Mastering Pandas — Part 3: Data Cleaning, Merging & Joining

posted 11 min read

Real Data Is Never Clean

In Part 2, you learned how to group and slice a DataFrame with precision. But in real projects, the data you receive rarely arrives ready to analyze. Column names have spaces. Ages are negative. Phone numbers mix letters with digits. Duplicate rows sneak in. And your data often lives across multiple files that need to be combined before you can do anything useful.

This article covers the two skills that bridge raw data and real analysis:

  • Data Cleaning — detecting and fixing everything wrong with your data before it corrupts your results
  • Merging & Joining — combining separate DataFrames into a single, unified dataset

These topics flow naturally into each other. You clean each source first, then you combine them. That's the order every data analyst follows in practice — and it's the order we'll follow here.

We'll use this sample dataset throughout the cleaning section:

import pandas as pd
import numpy as np

data = {
    "Name":             ["Alice", "bob", "Carol", "Alice", "  dave  ", "Eve"],
    "Age":              [25, -5, 200, 25, 30, None],
    "Phone":            ["055-123-4567", None, "55123x", "055-123-4567", "055-987-0000", "055abc"],
    "Email":            ["*Emails are not allowed*", "*Emails are not allowed*", None, "*Emails are not allowed*", "*Emails are not allowed*", "not-an-email"],
    "Paying_Customer":  ["Y", "N", "Yes", "Y", "N", "y"],
    "Score":            [85, 110, 72, 85, -10, 90],
}
df = pd.DataFrame(data)

Step 1 — Inspect Before You Touch Anything

The most important rule in data cleaning: look before you act. Jumping straight into fixes without understanding the full picture leads to mistakes you won't catch until much later.

These are the inspection tools you should run on every new dataset:

df.shape          # (rows, columns) — how big is this?
df.info()         # column names, data types, non-null counts
df.head()         # first 5 rows
df.tail()         # last 5 rows
df.describe()     # min, max, mean, std — spot impossible values here

For missing values specifically:

df.isna().sum()           # count NaN per column
df.isnull().sum()         # same as isna() — both work
df[df["Phone"].notna()]   # rows that actually have a phone number

For duplicates and inconsistent categories:

df.duplicated()                         # True/False per row
df[df.duplicated()]                     # show only the duplicate rows
df["Paying_Customer"].value_counts()    # reveals: Y, N, Yes, y — all meaning the same thing

Always run describe() on numeric columns — the min and max alone will tell you immediately if something is wrong. A minimum age of -5 or a score of 110 out of 100 is a red flag you can't miss.

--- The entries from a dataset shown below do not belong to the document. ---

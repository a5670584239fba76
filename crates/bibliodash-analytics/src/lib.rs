//! Bibliodash Analytics - aggregation and filtering over a bibliometrics dataset
//!
//! The dataset maps research topics to yearly publication statistics. This
//! crate derives everything the dashboard shows from it:
//!
//! - [`metrics`]: total publications and growth between the range endpoints
//! - [`series`]: per-topic trend series and volume snapshots
//! - [`articles`]: year/search filtered article lists and keyword ranking
//! - [`dashboard`]: selection state with command handlers producing [`view`] models
//!
//! # Example
//!
//! ```
//! use bibliodash_analytics::{Dataset, YearRange, compute_metrics};
//!
//! let dataset: Dataset = serde_json::from_str(
//!     r#"{"AI": {"yearly_stats": [
//!         {"year": 2020, "count": 10, "top_articles": []},
//!         {"year": 2025, "count": 25, "top_articles": []}
//!     ]}}"#,
//! )
//! .unwrap();
//!
//! let metrics = compute_metrics(&dataset, YearRange::default());
//! assert_eq!(metrics[0].total, 35);
//! assert_eq!(metrics[0].growth_percent, 150.0);
//! ```

pub mod articles;
pub mod dashboard;
pub mod index;
pub mod loader;
pub mod metrics;
pub mod model;
pub mod selection;
pub mod series;
pub mod settings;
pub mod view;
pub mod year;

// Re-exports for convenience
pub use articles::{AnnotatedArticle, ArticleQuery, query_articles, rank_keywords};
pub use dashboard::Dashboard;
pub use index::YearIndex;
pub use loader::{DataSource, LoadError, load_dataset, parse_dataset};
pub use metrics::{TopicMetrics, compute_metrics, growth_percent};
pub use model::{Article, Dataset, TopicRecord, YearlyStat};
pub use selection::Selection;
pub use series::{TopicSeries, TrendSeries, VolumeEntry, build_trend_series, build_volume_series};
pub use settings::DashboardSettings;
pub use view::DashboardView;
pub use year::{YearFilter, YearRange};
//! Metrics subcommand - total publications and growth per topic

use anyhow::Result;

use bibliodash_analytics::view::metric_cards;

use super::open_dashboard;
use crate::config::Config;
use crate::render::metrics_table;

pub fn run(config: &Config) -> Result<()> {
    let dashboard = open_dashboard(config)?;
    let years = dashboard.settings().years;
    let cards = metric_cards(&dashboard.metrics(), years);

    println!("{}", metrics_table(&cards));
    println!("Growth compares {} with {}", years.baseline(), years.comparison());
    Ok(())
}
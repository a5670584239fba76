//! Volume subcommand - publications per topic for all years or one year

use anyhow::Result;
use clap::Args;

use bibliodash_analytics::YearFilter;

use super::open_dashboard;
use crate::config::Config;
use crate::render::chart_table;

#[derive(Args, Debug)]
pub struct VolumeArgs {
    /// "all" or a year of the configured range
    #[arg(short, long, default_value = "all")]
    pub year: String,
}

pub fn run(args: VolumeArgs, config: &Config) -> Result<()> {
    let mut dashboard = open_dashboard(config)?;
    let chart = dashboard.on_volume_year_changed(&args.year);
    if let YearFilter::Unmatched(_) = dashboard.selection().volume_year_filter {
        log::warn!(
            "{:?} is not a year in {}, every topic shows 0",
            args.year,
            dashboard.settings().years
        );
    }
    println!("{}", chart_table(&chart));
    Ok(())
}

Step 2 — Fix Column Names First

Messy column names make everything harder. Clean them before anything else, so every subsequent operation uses predictable, consistent names.

Rename specific columns:

df.rename(columns={"Old Name": "New_Name", "phone number": "Phone"})

Clean all column names at once — the standard one-liner:

df.columns = df.columns.str.strip().str.lower().str.replace(" ", "_")

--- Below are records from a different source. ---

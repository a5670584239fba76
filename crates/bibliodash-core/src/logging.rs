//! Logging setup on top of `env_logger`, aware of indicatif progress bars

use indicatif::MultiProgress;

/// Padded label and optional ANSI colour pair for a log level.
fn level_style(level: log::Level, color: bool) -> (&'static str, &'static str, &'static str) {
    let label = match level {
        log::Level::Error => "ERROR",
        log::Level::Warn => "WARN ",
        log::Level::Info => "INFO ",
        log::Level::Debug => "DEBUG",
        log::Level::Trace => "TRACE",
    };
    if !color {
        return ("", label, "");
    }
    let ansi = match level {
        log::Level::Error => "\x1b[31m",
        log::Level::Warn => "\x1b[33m",
        log::Level::Info => "\x1b[32m",
        log::Level::Debug => "\x1b[36m",
        log::Level::Trace => "\x1b[35m",
    };
    (ansi, label, "\x1b[0m")
}

/// Default filter directive for the given verbosity flags.
///
/// `debug` wins over `quiet`. `RUST_LOG` still overrides whatever is returned here.
pub fn default_filter(quiet: bool, debug: bool) -> &'static str {
    if debug {
        "debug"
    } else if quiet {
        "warn"
    } else {
        "info"
    }
}

/// Logger that prints through a `MultiProgress` so log lines never tear the
/// collector's progress bar.
pub struct IndicatifLogger {
    inner: env_logger::Logger,
    multi: MultiProgress,
}

impl IndicatifLogger {
    pub fn new(inner: env_logger::Logger, multi: MultiProgress) -> Self {
        Self { inner, multi }
    }
}

impl log::Log for IndicatifLogger {
    fn enabled(&self, metadata: &log::Metadata) -> bool {
        self.inner.enabled(metadata)
    }

    fn log(&self, record: &log::Record) {
        if self.inner.enabled(record.metadata()) {
            let (pre, label, post) = level_style(record.level(), true);
            let line = format!("[{pre}{label}{post}] {}", record.args());
            self.multi.suspend(|| eprintln!("{line}"));
        }
    }

    fn flush(&self) {
        self.inner.flush();
    }
}

/// Install the global logger.
///
/// With `multi` set (TTY), output is routed through the progress bars;
/// otherwise plain `[LEVEL] message` lines without colour are written to stderr.
/// Calling this twice returns the `SetLoggerError` of the second attempt.
pub fn init_logging(
    quiet: bool,
    debug: bool,
    multi: Option<&MultiProgress>,
) -> Result<(), log::SetLoggerError> {
    use std::io::Write;

    let env = env_logger::Env::default().default_filter_or(default_filter(quiet, debug));

    match multi {
        Some(multi) => {
            let logger = env_logger::Builder::from_env(env)
                .format_timestamp_millis()
                .build();
            let max_level = logger.filter();
            log::set_boxed_logger(Box::new(IndicatifLogger::new(logger, multi.clone())))?;
            log::set_max_level(max_level);
            Ok(())
        }
        None => env_logger::Builder::from_env(env)
            .format(|buf, record| {
                let (_, label, _) = level_style(record.level(), false);
                writeln!(buf, "[{label}] {}", record.args())
            })
            .try_init(),
    }
}

#[cfg(test)]
mod tests {
    use super::*;

    #[test]
    fn plain_labels_are_padded() {
        assert_eq!(level_style(log::Level::Warn, false), ("", "WARN ", ""));
        assert_eq!(level_style(log::Level::Info, false), ("", "INFO ", ""));
        assert_eq!(level_style(log::Level::Error, false).1.len(), 5);
    }

    #[test]
    fn colored_labels_reset() {
        let (pre, label, post) = level_style(log::Level::Error, true);
        assert_eq!(pre, "\x1b[31m");
        assert_eq!(label, "ERROR");
        assert_eq!(post, "\x1b[0m");
    }

    #[test]
    fn debug_beats_quiet() {
        assert_eq!(default_filter(true, true), "debug");
        assert_eq!(default_filter(true, false), "warn");
        assert_eq!(default_filter(false, false), "info");
    }
}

This strips surrounding spaces, converts to lowercase, and replaces spaces with underscores in a single chain. After this, "First Name" becomes "first_name", " Age " becomes "age", and so on.

Before:              After:
"First Name"    →    "first_name"
"  Age "        →    "age"
"Phone Number"  →    "phone_number"
"ZIP Code"      →    "zip_code"

Step 3 — Handle Missing Values

Missing values appear as NaN in Pandas. Before deciding what to do with them, you need to understand why they're missing — because the right fix depends on the cause.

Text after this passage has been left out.